Stabilizing Labile DNA-Protein Complexes in Polyacrylamide Gels

Abstract

The electrophoretic mobility shift assay (EMSA) is one of the most popular tools in molecular biology for measuring DNA-protein interactions. The technique uses polyacrylamide gel electrophoresis to separate DNA-protein or RNA-protein complexes from free DNA or RNA. Polyacrylamide gels stabilize DNA-protein, RNA-protein, or protein-protein complexes by a crowding or caging mechanism. Still every technique has its limitations. EMSA, as standardly practiced today, works well for complexes with association binding constants Ka>109 M−1 under normal conditions of salt and pH. Many DNA-protein complexes are not stable enough so that they dissociate while moving through the gel matrix giving smeared bands that are difficult to quantitate reliably. We take advantage of our previous observation that neutral osmolytes can strongly slow down the rate of DNA-protein complex dissociation to develop a method that uses osmotic stress to stabilize complexes in the gel matrix as well as in the solution.
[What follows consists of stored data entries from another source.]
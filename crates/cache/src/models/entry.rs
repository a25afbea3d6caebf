use crate::models::{ArtifactType, Checksum, SubjectType};
use time::UtcDateTime;

/// An artifact as read back from the cache.
#[derive(Debug, Clone, PartialEq)]
pub struct CacheEntry {
    pub provider: String,
    pub source_url: Option<String>,
    pub image_format: Option<String>,
    pub duration: Option<u32>,
    pub subject: SubjectType,
    pub kind: ArtifactType,
    pub size: u64,
    pub is_image: bool,
    pub checksum: Checksum,
    pub payload: Option<Vec<u8>>,
    pub rating: i32,
    /// When the artifact was stored.
    pub timestamp: UtcDateTime,
    /// Always `true` for entries produced by this crate; lets callers mixing
    /// fresh and cached results tell them apart.
    pub cached: bool,
}
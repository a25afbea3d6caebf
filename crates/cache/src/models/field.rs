use std::fmt::{Display, Formatter, Result as FmtResult};

/// An identifying dimension of a query.
#[derive(Debug, Clone, Copy, PartialEq, Eq, Hash)]
pub enum Field {
    Artist,
    Album,
    Title,
}
impl Field {
    pub const ALL: [Field; 3] = [Self::Artist, Self::Album, Self::Title];

    const fn bit(self) -> u8 {
        match self {
            Self::Artist => 0b001,
            Self::Album => 0b010,
            Self::Title => 0b100,
        }
    }

    pub fn as_str(&self) -> &'static str {
        match self {
            Self::Artist => "artist",
            Self::Album => "album",
            Self::Title => "title",
        }
    }
}
impl Display for Field {
    fn fmt(&self, f: &mut Formatter<'_>) -> FmtResult {
        f.write_str(self.as_str())
    }
}

/// A set of [`Field`]s.
#[derive(Debug, Clone, Copy, Default, PartialEq, Eq, Hash)]
pub struct FieldSet(u8);
impl FieldSet {
    pub const EMPTY: FieldSet = FieldSet(0);

    pub const fn of(fields: &[Field]) -> Self {
        let mut bits = 0;
        let mut i = 0;
        while i < fields.len() {
            bits |= fields[i].bit();
            i += 1;
        }
        Self(bits)
    }

    pub fn contains(&self, field: Field) -> bool {
        self.0 & field.bit() != 0
    }

    pub const fn union(self, other: FieldSet) -> Self {
        Self(self.0 | other.0)
    }

    pub fn iter(&self) -> impl Iterator<Item = Field> + '_ {
        Field::ALL.into_iter().filter(|field| self.contains(*field))
    }
}

#[cfg(test)]
mod tests {
    use super::*;

    #[test]
    fn test_field_set() {
        let set = FieldSet::of(&[Field::Artist, Field::Title]);
        assert!(set.contains(Field::Artist));
        assert!(!set.contains(Field::Album));
        assert_eq!(set.iter().collect::<Vec<_>>(), vec![Field::Artist, Field::Title]);
        assert_eq!(set.union(FieldSet::of(&[Field::Album])), FieldSet::of(&Field::ALL));
        assert_eq!(FieldSet::EMPTY.iter().count(), 0);
    }
}
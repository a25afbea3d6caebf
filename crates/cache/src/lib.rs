//! SQLite cache database for fetched music metadata.
//!
//! Callers describe what they want as a [`Query`](models::Query) (subject
//! type, artist, album, title, accepted providers, result count) and either
//! store freshly fetched [`Artifact`](models::Artifact)s under it or read
//! back the [`CacheEntry`](models::CacheEntry)s already stored for it.
//!
//! # Architecture
//! The database holds two kinds of table:
//! - **Dimensions**: artists, albums, titles, providers and image formats.
//!   Append-only, lower-cased, unique. Never cleaned up.
//! - **Metadata**: one row per stored artifact, referencing dimension rows.
//!   At most one row exists per (subject type, artifact type, checksum,
//!   source URL); many rows may answer the same query, ordered by rating.
//!
//! Which fields identify an artifact depends on its subject type (see
//! [`requirements`]). Which providers a lookup considers is decided by the
//! caller-supplied [`ProviderRegistry`].

mod constraint;
mod db;
pub mod error;
pub mod models;
pub mod provider;
pub mod requirements;
mod repo;
mod schema;

pub use crate::constraint::{Constraints, LinkFilter};
pub use crate::db::{DB_FILENAME, Database, Options};
pub use crate::provider::{ProviderRegistry, ProviderSelection, StaticRegistry};
pub use crate::repo::Repository;
pub use crate::schema::SCHEMA_VERSION;
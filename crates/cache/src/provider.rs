//! Provider enablement.
//!
//! The cache never talks to providers itself, but lookups and deletes are
//! restricted to rows written by providers that are both registered for the
//! subject and selected by the query. Which providers exist is supplied by
//! the caller through [`ProviderRegistry`].

use crate::error::Error;
use crate::models::{Query, SubjectType};
use std::collections::BTreeMap;
use std::fmt::{Display, Formatter, Result as FmtResult};
use std::str::FromStr;

/// Name stored for artifacts without a provider, and the placeholder used
/// when no provider is enabled at all.
pub const NO_PROVIDER: &str = "none";

/// Knows which providers can produce artifacts for a subject type.
pub trait ProviderRegistry: Send + Sync {
    /// Names of every provider registered for `subject`, including the ones
    /// registered for [`SubjectType::Any`].
    fn providers_for(&self, subject: SubjectType) -> Vec<String>;
}

/// In-memory [`ProviderRegistry`].
#[derive(Debug, Clone, Default, PartialEq, Eq)]
pub struct StaticRegistry {
    providers: BTreeMap<SubjectType, Vec<String>>,
}
impl StaticRegistry {
    pub fn new() -> Self {
        Self::default()
    }

    /// Register `name` (case-insensitive) for `subject`.
    pub fn register(&mut self, subject: SubjectType, name: impl AsRef<str>) -> &mut Self {
        let name = name.as_ref().trim().to_lowercase();
        let names = self.providers.entry(subject).or_default();
        if !name.is_empty() && !names.contains(&name) {
            names.push(name);
        }
        self
    }

    pub fn with(mut self, subject: SubjectType, name: impl AsRef<str>) -> Self {
        self.register(subject, name);
        self
    }
}
impl ProviderRegistry for StaticRegistry {
    fn providers_for(&self, subject: SubjectType) -> Vec<String> {
        let mut names = self.providers.get(&subject).cloned().unwrap_or_default();
        if subject != SubjectType::Any {
            for name in self.providers.get(&SubjectType::Any).into_iter().flatten() {
                if !names.contains(name) {
                    names.push(name.clone());
                }
            }
        }
        names
    }
}
impl<S: AsRef<str>> FromIterator<(SubjectType, S)> for StaticRegistry {
    fn from_iter<I: IntoIterator<Item = (SubjectType, S)>>(iter: I) -> Self {
        let mut registry = Self::new();
        for (subject, name) in iter {
            registry.register(subject, name);
        }
        registry
    }
}

/// Which providers a query accepts results from.
#[derive(Debug, Clone, Default, PartialEq, Eq)]
pub enum ProviderSelection {
    #[default]
    All,
    /// Lower-cased provider names.
    Only(Vec<String>),
}
impl ProviderSelection {
    pub fn only<I, S>(names: I) -> Self
    where
        I: IntoIterator<Item = S>,
        S: AsRef<str>,
    {
        Self::Only(
            names
                .into_iter()
                .map(|name| name.as_ref().trim().to_lowercase())
                .filter(|name| !name.is_empty())
                .collect(),
        )
    }

    pub fn allows(&self, provider: &str) -> bool {
        match self {
            Self::All => true,
            Self::Only(names) => names.iter().any(|name| name.eq_ignore_ascii_case(provider)),
        }
    }
}
impl FromStr for ProviderSelection {
    type Err = Error;
    /// Parse a `;`-separated list of provider names. `all` anywhere in the
    /// list selects every provider.
    fn from_str(s: &str) -> Result<Self, Self::Err> {
        let names: Vec<&str> = s.split(';').map(str::trim).filter(|name| !name.is_empty()).collect();
        if names.iter().any(|name| name.eq_ignore_ascii_case("all")) {
            return Ok(Self::All);
        }
        Ok(Self::only(names))
    }
}
impl Display for ProviderSelection {
    fn fmt(&self, f: &mut Formatter<'_>) -> FmtResult {
        match self {
            Self::All => f.write_str("all"),
            Self::Only(names) => f.write_str(&names.join(";")),
        }
    }
}

/// Providers registered for the query's subject that the query also selects.
pub fn enabled(registry: &dyn ProviderRegistry, query: &Query) -> Vec<String> {
    registry
        .providers_for(query.subject)
        .into_iter()
        .filter(|name| query.providers.allows(name))
        .collect()
}

#[cfg(test)]
mod tests {
    use super::*;
    use rstest::rstest;

    fn registry() -> StaticRegistry {
        [
            (SubjectType::Lyrics, "LyricsWiki"),
            (SubjectType::Lyrics, "musixmatch"),
            (SubjectType::CoverArt, "lastfm"),
            (SubjectType::Any, "local"),
        ]
        .into_iter()
        .collect()
    }

    #[rstest]
    #[case("all", ProviderSelection::All)]
    #[case("ALL", ProviderSelection::All)]
    #[case("lyricswiki;all", ProviderSelection::All)]
    #[case("lyricswiki", ProviderSelection::Only(vec!["lyricswiki".into()]))]
    #[case("LyricsWiki; musixmatch;", ProviderSelection::Only(vec!["lyricswiki".into(), "musixmatch".into()]))]
    #[case("", ProviderSelection::Only(vec![]))]
    fn test_selection_from_str(#[case] input: &str, #[case] expected: ProviderSelection) {
        assert_eq!(input.parse::<ProviderSelection>().unwrap(), expected);
    }

    #[test]
    fn test_registry_includes_any() {
        let registry = registry();
        assert_eq!(registry.providers_for(SubjectType::Lyrics), vec!["lyricswiki", "musixmatch", "local"]);
        assert_eq!(registry.providers_for(SubjectType::Backdrops), vec!["local"]);
        assert_eq!(registry.providers_for(SubjectType::Any), vec!["local"]);
    }

    #[test]
    fn test_registry_ignores_duplicates() {
        let registry = StaticRegistry::new().with(SubjectType::Lyrics, "a").with(SubjectType::Lyrics, "A");
        assert_eq!(registry.providers_for(SubjectType::Lyrics), vec!["a"]);
    }

    #[test]
    fn test_enabled_filters_by_selection() {
        let registry = registry();
        let query = Query::new(SubjectType::Lyrics).with_providers("MUSIXMATCH;local".parse().unwrap());
        assert_eq!(enabled(&registry, &query), vec!["musixmatch", "local"]);
        let query = Query::new(SubjectType::Lyrics).with_providers("lastfm".parse().unwrap());
        assert!(enabled(&registry, &query).is_empty());
    }
}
In this work we demonstrate that the addition of the osmolyte triethylene glycol to polyacrylamide gels dramatically stabilizes labile restriction endonuclease EcoRI complexes with nonspecific DNA sequences enabling quantitation of binding using the electrophoretic mobility shift assay. The significant improvement of the technique resulting from the addition of osmolytes to the gel matrix greatly extends the range of binding constants of protein-DNA complexes that can be investigated using this widely used assay. Extension of this approach to other techniques used for separating bound and free components such as gel chromatography and capillary electrophoresis is straightforward.